Camila suçait mal, mais elle avalait bien. C’était une vieille blague entre nous, une de ces phrases qu’on répète jusqu’à leur faire perdre leur mordant. Pourtant, cette nuit-là, elle n’a pas avalé. Ce qu’elle a fait, c’est cracher le contenu dans sa paume, me le montrer et, avant que je puisse réagir, s’écraser le sperme mélangé à la salive sur la joue gauche et se le frotter violemment sur tout le visage.
Camila avait ce genre d’élans. Une fois, pendant qu’on faisait un plan à trois avec une amie à elle, elle avait fini la pipe en crachant la foutre au visage de l’amie, sans prévenir. L’amie s’était tellement mise en colère qu’elle s’était habillée et était partie en claquant la porte. Camila, elle, avait ri jusqu’aux larmes, pliée en deux sur elle-même, incapable de respirer à force de rire. Elle était un peu folle, ma chère Camila. Mais elle faisait les choses avec tant de naturel, avec tant de sourire, qu’il était impossible de lui en vouloir bien longtemps.
Cette nuit-là, assise sur le tapis, le visage barbouillé, les tétons encore dressés et la tétine rouge abandonnée à côté d’elle, elle a lâché un grand éclat de rire, sincère, presque enfantin. Ses petits seins montaient et descendaient avec le rire.

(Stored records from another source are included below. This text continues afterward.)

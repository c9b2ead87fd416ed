//! Interactive stdin loop driving one wizard run.

use std::{future::Future, io::Write as _, time::Duration};

use anyhow::Result;
use tokio::io::{stdin, AsyncBufReadExt, BufReader, Lines, Stdin};
use tracing::debug;
use wizard_core::{Stage, UiError, Wizard, WizardView};

use crate::terminal::{
    parse_answer, parse_confirm, render_answer, render_generate, render_select, resolve_choice,
    AnswerInput, Confirm,
};

const SPINNER: [char; 4] = ['|', '/', '-', '\\'];

/// Selections supplied on the command line; used for the first attempt only.
#[derive(Debug, Default)]
pub struct Preset {
    pub project: Option<String>,
    pub template: Option<String>,
}

enum Flow {
    Continue,
    Quit,
}

pub async fn run(mut wizard: Wizard, mut preset: Preset) -> Result<()> {
    let mut input = BufReader::new(stdin()).lines();

    if let Err(err) = waiting("Loading projects and templates", wizard.load_catalogs()).await {
        report(&err);
    }

    loop {
        let flow = match wizard.controller().stage() {
            Stage::Selecting => select(&mut wizard, &mut input, &mut preset).await?,
            Stage::Answering => answer(&mut wizard, &mut input).await?,
            Stage::Generating => generate(&mut wizard, &mut input).await?,
        };
        if matches!(flow, Flow::Quit) {
            return Ok(());
        }
        if wizard.controller().document().is_some() {
            if let WizardView::Generate(view) = wizard.view() {
                print!("{}", render_generate(&view));
            }
            return Ok(());
        }
    }
}

async fn select(
    wizard: &mut Wizard,
    input: &mut Lines<BufReader<Stdin>>,
    preset: &mut Preset,
) -> Result<Flow> {
    let (projects, templates, loaded) = match wizard.view() {
        WizardView::Select(view) => {
            print!("{}", render_select(&view));
            (
                view.projects.to_vec(),
                view.templates.to_vec(),
                view.catalogs_loaded,
            )
        }
        _ => return Ok(Flow::Continue),
    };

    if !loaded {
        let Some(line) = prompt(input, "> ").await? else {
            return Ok(Flow::Quit);
        };
        if parse_confirm(&line) == Confirm::Yes {
            if let Err(err) =
                waiting("Loading projects and templates", wizard.load_catalogs()).await
            {
                report(&err);
            }
            return Ok(Flow::Continue);
        }
    }

    let project = match preset.project.take() {
        Some(project) => Some(project),
        None => match prompt(input, "Project (number or id): ").await? {
            Some(line) => resolve_choice(&line, &projects),
            None => return Ok(Flow::Quit),
        },
    };
    let template = match preset.template.take() {
        Some(template) => Some(template),
        None => match prompt(input, "Template (number or id): ").await? {
            Some(line) => resolve_choice(&line, &templates),
            None => return Ok(Flow::Quit),
        },
    };

    wizard.select_project(project.unwrap_or_default())?;
    wizard.select_template(template.unwrap_or_default())?;
    if let Err(err) = waiting("Preparing questions", wizard.start()).await {
        report(&err);
    }
    Ok(Flow::Continue)
}

async fn answer(wizard: &mut Wizard, input: &mut Lines<BufReader<Stdin>>) -> Result<Flow> {
    let question = match wizard.view() {
        WizardView::Answer(view) => {
            print!("{}", render_answer(&view));
            view.question.clone()
        }
        _ => return Ok(Flow::Continue),
    };

    let Some(line) = prompt(input, "> ").await? else {
        return Ok(Flow::Quit);
    };

    let outcome = match parse_answer(&line, &question) {
        AnswerInput::Quit => return Ok(Flow::Quit),
        AnswerInput::Back => wizard.go_prev(),
        AnswerInput::Keep => advance(wizard).await,
        AnswerInput::Answer(raw) => match wizard.edit_answer(raw) {
            Ok(()) => advance(wizard).await,
            Err(err) => Err(err),
        },
    };
    if let Err(err) = outcome {
        report(&err);
    }
    Ok(Flow::Continue)
}

async fn advance(wizard: &mut Wizard) -> Result<(), UiError> {
    if wizard.controller().is_last_question() {
        waiting("Saving answers", wizard.go_next()).await
    } else {
        wizard.go_next().await
    }
}

async fn generate(wizard: &mut Wizard, input: &mut Lines<BufReader<Stdin>>) -> Result<Flow> {
    if let WizardView::Generate(view) = wizard.view() {
        print!("{}", render_generate(&view));
    }

    let Some(line) = prompt(input, "> ").await? else {
        return Ok(Flow::Quit);
    };
    if parse_confirm(&line) == Confirm::No {
        return Ok(Flow::Quit);
    }

    let outcome = waiting("Generating specification", async {
        wizard.generate().await.map(|_| ())
    })
    .await;
    if let Err(err) = outcome {
        report(&err);
    }
    Ok(Flow::Continue)
}

async fn prompt(input: &mut Lines<BufReader<Stdin>>, label: &str) -> Result<Option<String>> {
    print!("{label}");
    std::io::stdout().flush()?;
    Ok(input.next_line().await?)
}

/// Runs `work` while printing a spinner to stderr.
async fn waiting<F: Future>(label: &str, work: F) -> F::Output {
    tokio::pin!(work);
    let mut ticks = tokio::time::interval(Duration::from_millis(120));
    let mut frame = 0usize;

    let output = loop {
        tokio::select! {
            output = &mut work => break output,
            _ = ticks.tick() => {
                eprint!("\r{label} {}", SPINNER[frame % SPINNER.len()]);
                let _ = std::io::stderr().flush();
                frame += 1;
            }
        }
    };
    eprint!("\r{}\r", " ".repeat(label.len() + 2));
    let _ = std::io::stderr().flush();
    debug!(label, ticks = frame, "wait finished");
    output
}

fn report(err: &UiError) {
    eprintln!("error: {err}");
}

Un filet de sperme lui a glissé du menton, s’est détaché en goutte et est tombé pile dans son nombril. Ça l’a fait encore plus rire, et le rire est reparti de zéro.
—Et maintenant ? a-t-elle demandé quand elle a réussi à se calmer, en essuyant une larme de rire du dos de la main.

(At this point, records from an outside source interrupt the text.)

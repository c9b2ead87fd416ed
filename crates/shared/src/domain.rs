use std::{fmt, str::FromStr};

use chrono::NaiveDate;
use serde::{Deserialize, Serialize};

use crate::error::{AnswerError, ProtocolError};

macro_rules! id_newtype {
    ($name:ident) => {
        #[derive(Debug, Clone, PartialEq, Eq, Hash, Serialize, Deserialize)]
        #[serde(transparent)]
        pub struct $name(pub String);

        impl $name {
            pub fn new(value: impl Into<String>) -> Self {
                Self(value.into())
            }

            pub fn as_str(&self) -> &str {
                &self.0
            }
        }

        impl fmt::Display for $name {
            fn fmt(&self, f: &mut fmt::Formatter<'_>) -> fmt::Result {
                f.write_str(&self.0)
            }
        }
    };
}

id_newtype!(ProjectId);
id_newtype!(TemplateId);
id_newtype!(SessionId);
id_newtype!(SpecificationId);

pub const DATE_FORMAT: &str = "%Y-%m-%d";

#[derive(Debug, Clone, Copy, PartialEq, Eq, Hash, Serialize, Deserialize)]
pub enum QuestionKind {
    Text,
    Select,
    Date,
    Number,
}

impl QuestionKind {
    pub fn as_str(&self) -> &'static str {
        match self {
            QuestionKind::Text => "Text",
            QuestionKind::Select => "Select",
            QuestionKind::Date => "Date",
            QuestionKind::Number => "Number",
        }
    }
}

impl fmt::Display for QuestionKind {
    fn fmt(&self, f: &mut fmt::Formatter<'_>) -> fmt::Result {
        f.write_str(self.as_str())
    }
}

impl FromStr for QuestionKind {
    type Err = ProtocolError;

    fn from_str(raw: &str) -> Result<Self, Self::Err> {
        match raw.trim() {
            "Text" => Ok(QuestionKind::Text),
            "Select" => Ok(QuestionKind::Select),
            "Date" => Ok(QuestionKind::Date),
            "Number" => Ok(QuestionKind::Number),
            other => Err(ProtocolError::UnrecognizedQuestionKind(other.to_string())),
        }
    }
}

/// One prompt of the question set together with its stored answer.
///
/// Unanswered questions hold the empty string. Construct through
/// [`Question::new`], which enforces that `Select` questions carry options.
#[derive(Debug, Clone, PartialEq, Eq)]
pub struct Question {
    text: String,
    kind: QuestionKind,
    options: Vec<String>,
    answer: String,
}

impl Question {
    /// Select options are stored trimmed; blank ones are dropped.
    pub fn new(
        text: impl Into<String>,
        kind: QuestionKind,
        options: Vec<String>,
    ) -> Result<Self, ProtocolError> {
        let text = text.into();
        let options: Vec<String> = match kind {
            QuestionKind::Select => options
                .iter()
                .map(|option| option.trim())
                .filter(|option| !option.is_empty())
                .map(str::to_string)
                .collect(),
            _ => Vec::new(),
        };
        if kind == QuestionKind::Select && options.is_empty() {
            return Err(ProtocolError::SelectWithoutOptions(text));
        }
        Ok(Self {
            text,
            kind,
            options,
            answer: String::new(),
        })
    }

    pub fn free_text(prompt: impl Into<String>) -> Self {
        Self {
            text: prompt.into(),
            kind: QuestionKind::Text,
            options: Vec::new(),
            answer: String::new(),
        }
    }

    pub fn with_answer(mut self, raw: &str) -> Result<Self, AnswerError> {
        self.set_answer(raw)?;
        Ok(self)
    }

    pub fn prompt(&self) -> &str {
        &self.text
    }

    pub fn kind(&self) -> QuestionKind {
        self.kind
    }

    pub fn options(&self) -> &[String] {
        &self.options
    }

    pub fn answer(&self) -> &str {
        &self.answer
    }

    pub fn is_answered(&self) -> bool {
        !self.answer.trim().is_empty()
    }

    /// Validates `raw` against this question's kind and returns the value
    /// that would be stored.
    pub fn normalize_answer(&self, raw: &str) -> Result<String, AnswerError> {
        let trimmed = raw.trim();
        if trimmed.is_empty() {
            return Ok(String::new());
        }

        match self.kind {
            QuestionKind::Text => Ok(raw.to_string()),
            QuestionKind::Select => self
                .options
                .iter()
                .find(|option| option.as_str() == trimmed)
                .cloned()
                .ok_or_else(|| AnswerError::NotAnOption {
                    value: trimmed.to_string(),
                    options: self.options.clone(),
                }),
            QuestionKind::Date => NaiveDate::parse_from_str(trimmed, DATE_FORMAT)
                .map(|date| date.format(DATE_FORMAT).to_string())
                .map_err(|_| AnswerError::InvalidDate(trimmed.to_string())),
            QuestionKind::Number => match trimmed.parse::<f64>() {
                Ok(value) if value.is_finite() => Ok(trimmed.to_string()),
                _ => Err(AnswerError::InvalidNumber(trimmed.to_string())),
            },
        }
    }

    pub fn set_answer(&mut self, raw: &str) -> Result<(), AnswerError> {
        self.answer = self.normalize_answer(raw)?;
        Ok(())
    }
}

#[derive(Debug, Clone, PartialEq, Eq, Serialize, Deserialize)]
pub struct CatalogEntry {
    pub id: String,
    pub label: String,
}

impl CatalogEntry {
    pub fn new(id: impl Into<String>, label: Option<String>) -> Self {
        let id = id.into();
        let label = label
            .filter(|label| !label.trim().is_empty())
            .unwrap_or_else(|| id.clone());
        Self { id, label }
    }
}

#[derive(Debug, Clone, Copy, PartialEq, Eq, Hash, Serialize, Deserialize)]
#[serde(rename_all = "snake_case")]
pub enum ArtifactFormat {
    Markdown,
    Pdf,
}

impl ArtifactFormat {
    pub fn label(&self) -> &'static str {
        match self {
            ArtifactFormat::Markdown => "Markdown",
            ArtifactFormat::Pdf => "PDF",
        }
    }
}

#[derive(Debug, Clone, PartialEq, Eq, Serialize, Deserialize)]
pub struct Artifact {
    pub format: ArtifactFormat,
    pub url: String,
}

/// Outcome of a successful document generation.
#[derive(Debug, Clone, PartialEq, Eq, Serialize, Deserialize)]
pub struct DocumentResult {
    pub specification_id: SpecificationId,
    pub record_url: String,
    pub artifacts: Vec<Artifact>,
    pub rendered_copy_available: bool,
}

impl DocumentResult {
    /// Non-empty when generation succeeded without every expected artifact.
    pub fn warnings(&self) -> Vec<String> {
        let mut warnings = Vec::new();
        if self.artifacts.is_empty() {
            warnings.push(
                "No downloadable files were produced; open the specification record instead."
                    .to_string(),
            );
        }
        let has_rendered = self
            .artifacts
            .iter()
            .any(|artifact| artifact.format == ArtifactFormat::Pdf);
        if !self.rendered_copy_available || !has_rendered {
            warnings.push("PDF copy was not produced for this specification.".to_string());
        }
        warnings
    }

    pub fn is_degraded(&self) -> bool {
        !self.warnings().is_empty()
    }
}

#[cfg(test)]
#[path = "tests/domain_tests.rs"]
mod tests;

—Maintenant, une douche. Et puis dîner.
—Et après ?
—Après, on verra.
Elle s’est relevée d’un bond, a ramassé la veste blanche, l’a jetée sur le canapé et est allée à la salle de bains d’un pas léger, pieds nus, sans se presser. Avant de fermer la porte, elle a tourné la tête et m’a lancé un dernier regard par-dessus l’épaule, le visage encore taché et les cheveux en désordre. Elle souriait, bien sûr. Camila souriait toujours.